> About this task:
Whichever lines of the material contain "sample", copy each of them.

> The data:
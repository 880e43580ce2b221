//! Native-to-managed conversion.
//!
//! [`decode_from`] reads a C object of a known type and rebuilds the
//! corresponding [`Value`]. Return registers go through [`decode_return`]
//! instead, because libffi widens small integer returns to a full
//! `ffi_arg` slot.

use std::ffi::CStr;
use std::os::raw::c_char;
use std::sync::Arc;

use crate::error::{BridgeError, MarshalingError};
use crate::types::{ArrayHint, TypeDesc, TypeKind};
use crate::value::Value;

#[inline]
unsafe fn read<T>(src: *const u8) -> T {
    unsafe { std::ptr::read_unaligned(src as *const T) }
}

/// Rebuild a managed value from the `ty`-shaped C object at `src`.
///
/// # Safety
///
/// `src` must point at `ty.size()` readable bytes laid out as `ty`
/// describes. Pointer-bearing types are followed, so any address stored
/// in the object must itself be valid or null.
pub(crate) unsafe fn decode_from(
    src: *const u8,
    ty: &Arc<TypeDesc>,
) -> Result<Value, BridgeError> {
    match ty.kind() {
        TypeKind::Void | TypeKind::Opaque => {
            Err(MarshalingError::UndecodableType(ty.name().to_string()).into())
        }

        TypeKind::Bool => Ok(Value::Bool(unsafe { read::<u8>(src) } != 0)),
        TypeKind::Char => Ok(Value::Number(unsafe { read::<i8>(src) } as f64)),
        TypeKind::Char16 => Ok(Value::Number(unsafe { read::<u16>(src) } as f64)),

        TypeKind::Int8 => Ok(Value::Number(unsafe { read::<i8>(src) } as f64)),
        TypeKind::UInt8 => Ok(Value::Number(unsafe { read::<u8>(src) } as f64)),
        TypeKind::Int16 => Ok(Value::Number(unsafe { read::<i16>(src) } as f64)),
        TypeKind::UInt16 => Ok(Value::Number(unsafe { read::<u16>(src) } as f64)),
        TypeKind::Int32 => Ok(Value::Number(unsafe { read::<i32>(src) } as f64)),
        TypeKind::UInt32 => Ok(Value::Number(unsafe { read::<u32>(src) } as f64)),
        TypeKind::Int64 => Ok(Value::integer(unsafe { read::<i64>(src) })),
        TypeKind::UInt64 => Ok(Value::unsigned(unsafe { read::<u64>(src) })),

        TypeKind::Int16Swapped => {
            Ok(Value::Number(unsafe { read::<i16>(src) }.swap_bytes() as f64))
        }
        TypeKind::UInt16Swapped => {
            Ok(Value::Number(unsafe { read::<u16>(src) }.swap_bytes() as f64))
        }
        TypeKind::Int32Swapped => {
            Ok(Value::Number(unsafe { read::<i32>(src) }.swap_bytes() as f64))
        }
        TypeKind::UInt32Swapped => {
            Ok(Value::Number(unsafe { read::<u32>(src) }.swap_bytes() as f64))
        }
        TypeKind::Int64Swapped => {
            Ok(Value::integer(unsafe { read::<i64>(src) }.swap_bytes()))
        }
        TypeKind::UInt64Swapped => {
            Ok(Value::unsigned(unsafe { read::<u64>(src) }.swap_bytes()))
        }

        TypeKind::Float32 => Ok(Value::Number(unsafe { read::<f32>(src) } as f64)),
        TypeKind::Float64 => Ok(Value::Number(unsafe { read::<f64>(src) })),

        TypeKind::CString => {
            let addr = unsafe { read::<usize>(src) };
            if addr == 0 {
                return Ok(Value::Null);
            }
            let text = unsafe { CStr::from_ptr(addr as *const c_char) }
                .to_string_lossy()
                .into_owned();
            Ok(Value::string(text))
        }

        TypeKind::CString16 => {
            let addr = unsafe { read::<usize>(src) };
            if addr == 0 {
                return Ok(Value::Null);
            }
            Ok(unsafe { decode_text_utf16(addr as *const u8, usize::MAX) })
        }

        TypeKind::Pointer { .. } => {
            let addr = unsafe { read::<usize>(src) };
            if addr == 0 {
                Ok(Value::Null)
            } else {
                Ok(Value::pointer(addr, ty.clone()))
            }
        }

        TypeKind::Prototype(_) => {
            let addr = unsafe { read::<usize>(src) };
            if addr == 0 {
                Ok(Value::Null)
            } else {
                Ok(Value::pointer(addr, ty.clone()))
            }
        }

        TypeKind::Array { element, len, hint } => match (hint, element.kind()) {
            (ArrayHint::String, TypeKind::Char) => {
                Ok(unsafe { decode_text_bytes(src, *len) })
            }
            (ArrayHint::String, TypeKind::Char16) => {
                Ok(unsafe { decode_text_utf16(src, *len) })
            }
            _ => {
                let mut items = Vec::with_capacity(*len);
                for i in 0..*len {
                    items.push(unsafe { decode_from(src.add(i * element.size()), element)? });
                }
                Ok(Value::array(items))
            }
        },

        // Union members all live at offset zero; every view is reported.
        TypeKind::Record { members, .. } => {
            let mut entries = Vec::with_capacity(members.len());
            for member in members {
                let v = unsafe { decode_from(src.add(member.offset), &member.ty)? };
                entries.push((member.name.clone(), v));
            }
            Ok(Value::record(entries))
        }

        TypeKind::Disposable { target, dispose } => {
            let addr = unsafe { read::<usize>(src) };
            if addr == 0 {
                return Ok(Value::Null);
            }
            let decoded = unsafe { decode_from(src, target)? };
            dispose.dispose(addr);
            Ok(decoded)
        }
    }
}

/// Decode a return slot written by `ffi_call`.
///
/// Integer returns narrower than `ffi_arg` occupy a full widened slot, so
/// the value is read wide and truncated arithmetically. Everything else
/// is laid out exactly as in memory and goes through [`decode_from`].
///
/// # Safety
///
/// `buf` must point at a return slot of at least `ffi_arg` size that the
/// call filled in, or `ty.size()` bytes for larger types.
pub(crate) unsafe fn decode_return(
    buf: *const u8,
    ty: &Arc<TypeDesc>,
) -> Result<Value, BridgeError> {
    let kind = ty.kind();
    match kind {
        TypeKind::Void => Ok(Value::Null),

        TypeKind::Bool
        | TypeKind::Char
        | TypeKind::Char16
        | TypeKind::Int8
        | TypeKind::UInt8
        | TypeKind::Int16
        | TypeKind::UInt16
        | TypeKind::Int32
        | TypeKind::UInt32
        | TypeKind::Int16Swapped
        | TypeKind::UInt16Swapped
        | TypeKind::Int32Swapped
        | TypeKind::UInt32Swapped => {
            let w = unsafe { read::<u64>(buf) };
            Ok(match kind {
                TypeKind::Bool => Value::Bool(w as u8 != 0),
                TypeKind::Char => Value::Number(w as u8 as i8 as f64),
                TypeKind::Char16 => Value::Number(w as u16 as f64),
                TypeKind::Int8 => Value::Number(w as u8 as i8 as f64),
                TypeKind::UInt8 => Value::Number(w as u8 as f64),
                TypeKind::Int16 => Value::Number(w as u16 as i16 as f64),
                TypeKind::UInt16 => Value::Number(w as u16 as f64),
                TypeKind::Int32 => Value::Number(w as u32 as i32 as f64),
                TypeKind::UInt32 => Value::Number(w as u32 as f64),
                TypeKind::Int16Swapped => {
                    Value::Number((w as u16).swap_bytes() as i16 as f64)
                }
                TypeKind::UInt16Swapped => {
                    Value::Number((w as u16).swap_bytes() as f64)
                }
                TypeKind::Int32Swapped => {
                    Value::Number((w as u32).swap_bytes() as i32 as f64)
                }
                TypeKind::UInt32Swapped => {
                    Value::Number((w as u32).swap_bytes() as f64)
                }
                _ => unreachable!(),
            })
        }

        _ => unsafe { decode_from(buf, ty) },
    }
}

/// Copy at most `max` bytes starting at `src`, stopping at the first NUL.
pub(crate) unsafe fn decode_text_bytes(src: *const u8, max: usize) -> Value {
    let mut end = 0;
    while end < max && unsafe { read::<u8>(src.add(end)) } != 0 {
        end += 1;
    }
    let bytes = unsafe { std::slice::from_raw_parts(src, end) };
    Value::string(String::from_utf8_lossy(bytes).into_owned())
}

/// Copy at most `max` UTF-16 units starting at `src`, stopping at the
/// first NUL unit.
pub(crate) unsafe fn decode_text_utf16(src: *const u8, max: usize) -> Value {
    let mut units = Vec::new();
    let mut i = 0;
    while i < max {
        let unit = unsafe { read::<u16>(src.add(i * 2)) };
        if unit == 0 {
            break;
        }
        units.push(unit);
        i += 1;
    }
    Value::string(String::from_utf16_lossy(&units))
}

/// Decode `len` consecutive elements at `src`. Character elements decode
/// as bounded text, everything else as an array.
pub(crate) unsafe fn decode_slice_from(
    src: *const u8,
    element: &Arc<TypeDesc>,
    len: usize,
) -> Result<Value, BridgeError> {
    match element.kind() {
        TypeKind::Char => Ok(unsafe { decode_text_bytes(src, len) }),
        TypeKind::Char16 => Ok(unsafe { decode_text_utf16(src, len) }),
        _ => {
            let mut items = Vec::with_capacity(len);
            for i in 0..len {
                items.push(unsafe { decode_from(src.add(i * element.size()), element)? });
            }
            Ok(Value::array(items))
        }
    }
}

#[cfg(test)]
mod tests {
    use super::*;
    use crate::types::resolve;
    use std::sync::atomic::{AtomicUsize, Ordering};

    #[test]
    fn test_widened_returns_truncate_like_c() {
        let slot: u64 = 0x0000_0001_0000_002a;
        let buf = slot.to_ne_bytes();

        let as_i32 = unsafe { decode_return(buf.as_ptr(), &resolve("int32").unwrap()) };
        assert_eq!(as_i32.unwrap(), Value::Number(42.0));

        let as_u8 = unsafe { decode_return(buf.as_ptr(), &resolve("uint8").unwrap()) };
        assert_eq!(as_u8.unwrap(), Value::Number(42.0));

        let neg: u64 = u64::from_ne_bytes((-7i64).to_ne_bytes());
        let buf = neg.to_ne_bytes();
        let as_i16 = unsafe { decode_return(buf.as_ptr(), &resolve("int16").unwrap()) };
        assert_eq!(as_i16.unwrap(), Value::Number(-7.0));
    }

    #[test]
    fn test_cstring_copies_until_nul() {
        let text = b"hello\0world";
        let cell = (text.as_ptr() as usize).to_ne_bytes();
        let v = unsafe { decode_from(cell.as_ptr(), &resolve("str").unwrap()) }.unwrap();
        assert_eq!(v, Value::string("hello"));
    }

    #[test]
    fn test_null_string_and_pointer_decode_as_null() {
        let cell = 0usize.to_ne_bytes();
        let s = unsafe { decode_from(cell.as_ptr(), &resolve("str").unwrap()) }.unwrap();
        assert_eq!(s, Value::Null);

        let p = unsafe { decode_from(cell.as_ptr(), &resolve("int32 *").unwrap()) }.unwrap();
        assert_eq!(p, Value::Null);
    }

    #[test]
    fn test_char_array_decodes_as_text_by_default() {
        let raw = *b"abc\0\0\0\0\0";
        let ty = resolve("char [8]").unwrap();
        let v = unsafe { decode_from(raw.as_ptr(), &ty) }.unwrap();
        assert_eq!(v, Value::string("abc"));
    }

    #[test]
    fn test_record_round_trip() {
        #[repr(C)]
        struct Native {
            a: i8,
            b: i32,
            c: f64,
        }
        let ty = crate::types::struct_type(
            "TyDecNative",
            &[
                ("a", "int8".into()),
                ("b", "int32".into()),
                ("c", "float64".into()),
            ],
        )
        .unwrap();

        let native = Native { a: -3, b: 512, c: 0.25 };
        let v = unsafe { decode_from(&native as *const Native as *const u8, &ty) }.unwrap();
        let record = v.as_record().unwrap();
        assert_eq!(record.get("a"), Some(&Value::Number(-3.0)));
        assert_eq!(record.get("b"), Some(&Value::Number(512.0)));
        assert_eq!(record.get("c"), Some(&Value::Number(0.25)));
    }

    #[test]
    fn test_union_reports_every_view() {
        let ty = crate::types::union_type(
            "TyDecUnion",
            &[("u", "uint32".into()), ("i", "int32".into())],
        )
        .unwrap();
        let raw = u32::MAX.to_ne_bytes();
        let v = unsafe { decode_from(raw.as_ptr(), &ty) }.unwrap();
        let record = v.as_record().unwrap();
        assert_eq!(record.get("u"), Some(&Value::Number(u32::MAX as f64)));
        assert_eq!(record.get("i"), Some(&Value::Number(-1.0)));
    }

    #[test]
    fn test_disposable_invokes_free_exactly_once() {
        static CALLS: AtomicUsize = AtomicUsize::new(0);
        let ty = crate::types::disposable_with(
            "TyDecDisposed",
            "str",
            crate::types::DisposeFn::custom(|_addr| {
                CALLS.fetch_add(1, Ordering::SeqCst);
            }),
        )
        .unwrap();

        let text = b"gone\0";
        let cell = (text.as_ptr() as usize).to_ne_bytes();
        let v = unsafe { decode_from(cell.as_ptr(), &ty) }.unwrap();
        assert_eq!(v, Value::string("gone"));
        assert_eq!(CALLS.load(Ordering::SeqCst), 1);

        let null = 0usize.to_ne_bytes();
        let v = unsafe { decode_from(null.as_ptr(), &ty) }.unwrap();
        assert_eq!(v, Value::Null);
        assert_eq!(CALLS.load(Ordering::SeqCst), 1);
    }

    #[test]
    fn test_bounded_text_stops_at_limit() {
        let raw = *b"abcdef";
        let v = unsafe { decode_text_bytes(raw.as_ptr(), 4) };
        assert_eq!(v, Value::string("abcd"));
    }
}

==

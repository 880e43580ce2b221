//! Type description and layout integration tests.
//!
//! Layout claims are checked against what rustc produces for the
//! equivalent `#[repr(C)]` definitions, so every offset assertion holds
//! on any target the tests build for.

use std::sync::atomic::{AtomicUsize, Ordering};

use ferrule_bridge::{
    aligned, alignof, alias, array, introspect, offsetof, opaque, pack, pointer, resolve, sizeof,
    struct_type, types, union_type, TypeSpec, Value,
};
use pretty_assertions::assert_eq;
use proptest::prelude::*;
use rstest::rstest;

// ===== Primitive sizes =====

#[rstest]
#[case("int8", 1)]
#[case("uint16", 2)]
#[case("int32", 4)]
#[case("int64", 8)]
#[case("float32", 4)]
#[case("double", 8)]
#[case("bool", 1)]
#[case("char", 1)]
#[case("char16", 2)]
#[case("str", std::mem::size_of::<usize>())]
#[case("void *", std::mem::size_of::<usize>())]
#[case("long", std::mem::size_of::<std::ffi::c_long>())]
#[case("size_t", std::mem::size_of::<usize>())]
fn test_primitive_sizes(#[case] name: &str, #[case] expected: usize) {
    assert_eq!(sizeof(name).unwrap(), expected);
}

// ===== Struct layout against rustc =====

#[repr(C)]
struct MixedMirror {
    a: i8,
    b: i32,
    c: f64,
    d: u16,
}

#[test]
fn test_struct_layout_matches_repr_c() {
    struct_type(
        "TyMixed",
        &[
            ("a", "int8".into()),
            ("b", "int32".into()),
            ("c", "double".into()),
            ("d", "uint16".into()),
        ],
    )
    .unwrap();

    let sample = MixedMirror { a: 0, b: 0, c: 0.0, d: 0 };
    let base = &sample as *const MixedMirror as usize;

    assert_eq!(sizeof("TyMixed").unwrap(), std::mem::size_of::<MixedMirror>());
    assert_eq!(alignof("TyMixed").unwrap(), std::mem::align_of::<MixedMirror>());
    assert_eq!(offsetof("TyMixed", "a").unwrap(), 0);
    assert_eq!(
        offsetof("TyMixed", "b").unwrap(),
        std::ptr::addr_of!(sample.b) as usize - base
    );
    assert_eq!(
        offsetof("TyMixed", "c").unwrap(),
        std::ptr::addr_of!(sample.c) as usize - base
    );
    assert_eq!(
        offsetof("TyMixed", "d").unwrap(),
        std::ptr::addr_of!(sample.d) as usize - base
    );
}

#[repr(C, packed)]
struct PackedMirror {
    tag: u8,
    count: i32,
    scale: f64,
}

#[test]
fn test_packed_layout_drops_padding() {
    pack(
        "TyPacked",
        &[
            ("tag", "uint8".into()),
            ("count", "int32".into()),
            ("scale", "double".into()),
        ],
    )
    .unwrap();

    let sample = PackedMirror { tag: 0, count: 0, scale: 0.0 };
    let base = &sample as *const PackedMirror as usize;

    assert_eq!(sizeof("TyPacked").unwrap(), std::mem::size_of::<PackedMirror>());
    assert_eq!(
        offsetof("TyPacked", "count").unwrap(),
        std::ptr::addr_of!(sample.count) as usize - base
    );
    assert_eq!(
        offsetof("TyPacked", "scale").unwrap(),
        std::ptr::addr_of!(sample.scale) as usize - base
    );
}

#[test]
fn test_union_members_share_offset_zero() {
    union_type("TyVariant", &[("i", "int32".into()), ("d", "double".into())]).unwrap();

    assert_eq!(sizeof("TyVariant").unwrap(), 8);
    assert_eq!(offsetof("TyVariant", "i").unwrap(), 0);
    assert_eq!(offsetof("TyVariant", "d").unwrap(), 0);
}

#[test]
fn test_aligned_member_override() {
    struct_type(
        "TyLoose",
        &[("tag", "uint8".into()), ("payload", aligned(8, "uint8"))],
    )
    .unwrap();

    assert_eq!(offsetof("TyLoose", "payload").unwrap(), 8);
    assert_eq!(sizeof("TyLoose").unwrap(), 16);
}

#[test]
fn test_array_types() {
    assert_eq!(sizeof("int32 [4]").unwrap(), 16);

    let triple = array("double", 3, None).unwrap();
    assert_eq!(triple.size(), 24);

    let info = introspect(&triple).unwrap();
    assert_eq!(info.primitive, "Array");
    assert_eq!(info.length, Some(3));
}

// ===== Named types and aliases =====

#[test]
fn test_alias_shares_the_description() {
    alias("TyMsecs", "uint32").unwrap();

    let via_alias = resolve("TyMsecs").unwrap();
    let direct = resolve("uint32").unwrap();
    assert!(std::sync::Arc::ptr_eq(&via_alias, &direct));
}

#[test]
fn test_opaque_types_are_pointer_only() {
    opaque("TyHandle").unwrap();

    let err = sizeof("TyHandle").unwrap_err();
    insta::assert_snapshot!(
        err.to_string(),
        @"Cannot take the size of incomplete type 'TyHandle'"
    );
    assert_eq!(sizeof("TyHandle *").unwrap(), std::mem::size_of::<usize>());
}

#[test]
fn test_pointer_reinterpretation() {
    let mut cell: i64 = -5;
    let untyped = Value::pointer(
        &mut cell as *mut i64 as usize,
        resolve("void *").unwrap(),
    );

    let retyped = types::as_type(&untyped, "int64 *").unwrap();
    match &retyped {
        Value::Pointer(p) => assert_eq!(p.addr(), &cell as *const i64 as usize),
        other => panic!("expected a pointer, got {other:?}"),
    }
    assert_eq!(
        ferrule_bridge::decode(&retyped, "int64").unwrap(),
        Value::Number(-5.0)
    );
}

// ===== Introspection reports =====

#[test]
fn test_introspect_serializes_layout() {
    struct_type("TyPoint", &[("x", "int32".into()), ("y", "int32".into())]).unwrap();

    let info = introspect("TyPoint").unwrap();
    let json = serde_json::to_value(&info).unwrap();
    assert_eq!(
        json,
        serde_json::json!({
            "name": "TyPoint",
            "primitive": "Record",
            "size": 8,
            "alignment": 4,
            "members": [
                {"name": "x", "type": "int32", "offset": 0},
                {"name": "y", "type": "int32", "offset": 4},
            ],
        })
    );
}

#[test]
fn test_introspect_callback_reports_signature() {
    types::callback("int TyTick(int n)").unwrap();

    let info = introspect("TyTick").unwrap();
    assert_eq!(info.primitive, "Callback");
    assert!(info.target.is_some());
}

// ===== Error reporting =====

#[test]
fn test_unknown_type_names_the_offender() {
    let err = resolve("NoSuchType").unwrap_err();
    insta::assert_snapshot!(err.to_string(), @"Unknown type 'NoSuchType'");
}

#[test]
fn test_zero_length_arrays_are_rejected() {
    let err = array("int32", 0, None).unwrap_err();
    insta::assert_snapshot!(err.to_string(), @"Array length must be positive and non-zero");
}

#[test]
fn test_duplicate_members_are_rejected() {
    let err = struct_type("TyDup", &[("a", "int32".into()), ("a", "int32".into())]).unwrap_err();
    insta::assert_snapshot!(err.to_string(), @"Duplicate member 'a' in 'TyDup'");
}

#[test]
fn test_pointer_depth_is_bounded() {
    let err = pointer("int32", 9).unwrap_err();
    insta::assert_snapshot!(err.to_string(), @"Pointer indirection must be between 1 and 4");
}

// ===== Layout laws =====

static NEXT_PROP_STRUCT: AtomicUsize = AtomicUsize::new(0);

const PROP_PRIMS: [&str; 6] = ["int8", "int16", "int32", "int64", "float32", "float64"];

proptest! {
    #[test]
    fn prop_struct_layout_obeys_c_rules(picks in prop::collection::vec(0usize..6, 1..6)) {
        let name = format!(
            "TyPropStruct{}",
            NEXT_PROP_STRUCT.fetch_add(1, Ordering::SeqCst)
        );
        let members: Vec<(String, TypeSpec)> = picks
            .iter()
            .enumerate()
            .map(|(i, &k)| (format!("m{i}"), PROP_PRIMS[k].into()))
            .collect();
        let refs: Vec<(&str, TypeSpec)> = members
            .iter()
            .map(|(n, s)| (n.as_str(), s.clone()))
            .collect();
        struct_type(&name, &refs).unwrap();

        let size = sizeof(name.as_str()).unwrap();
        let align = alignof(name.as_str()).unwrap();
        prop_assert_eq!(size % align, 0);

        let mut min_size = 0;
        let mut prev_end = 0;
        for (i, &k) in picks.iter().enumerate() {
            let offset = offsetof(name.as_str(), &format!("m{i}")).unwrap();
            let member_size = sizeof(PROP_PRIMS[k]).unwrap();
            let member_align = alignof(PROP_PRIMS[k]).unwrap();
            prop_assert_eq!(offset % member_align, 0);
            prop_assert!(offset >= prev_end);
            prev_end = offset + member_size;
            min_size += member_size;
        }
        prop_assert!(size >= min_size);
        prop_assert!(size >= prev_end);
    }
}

> Result for this exercise:
    let sample = MixedMirror { a: 0, b: 0, c: 0.0, d: 0 };
    let base = &sample as *const MixedMirror as usize;
        std::ptr::addr_of!(sample.b) as usize - base
        std::ptr::addr_of!(sample.c) as usize - base
        std::ptr::addr_of!(sample.d) as usize - base
    let sample = PackedMirror { tag: 0, count: 0, scale: 0.0 };
    let base = &sample as *const PackedMirror as usize;
        std::ptr::addr_of!(sample.count) as usize - base
        std::ptr::addr_of!(sample.scale) as usize - base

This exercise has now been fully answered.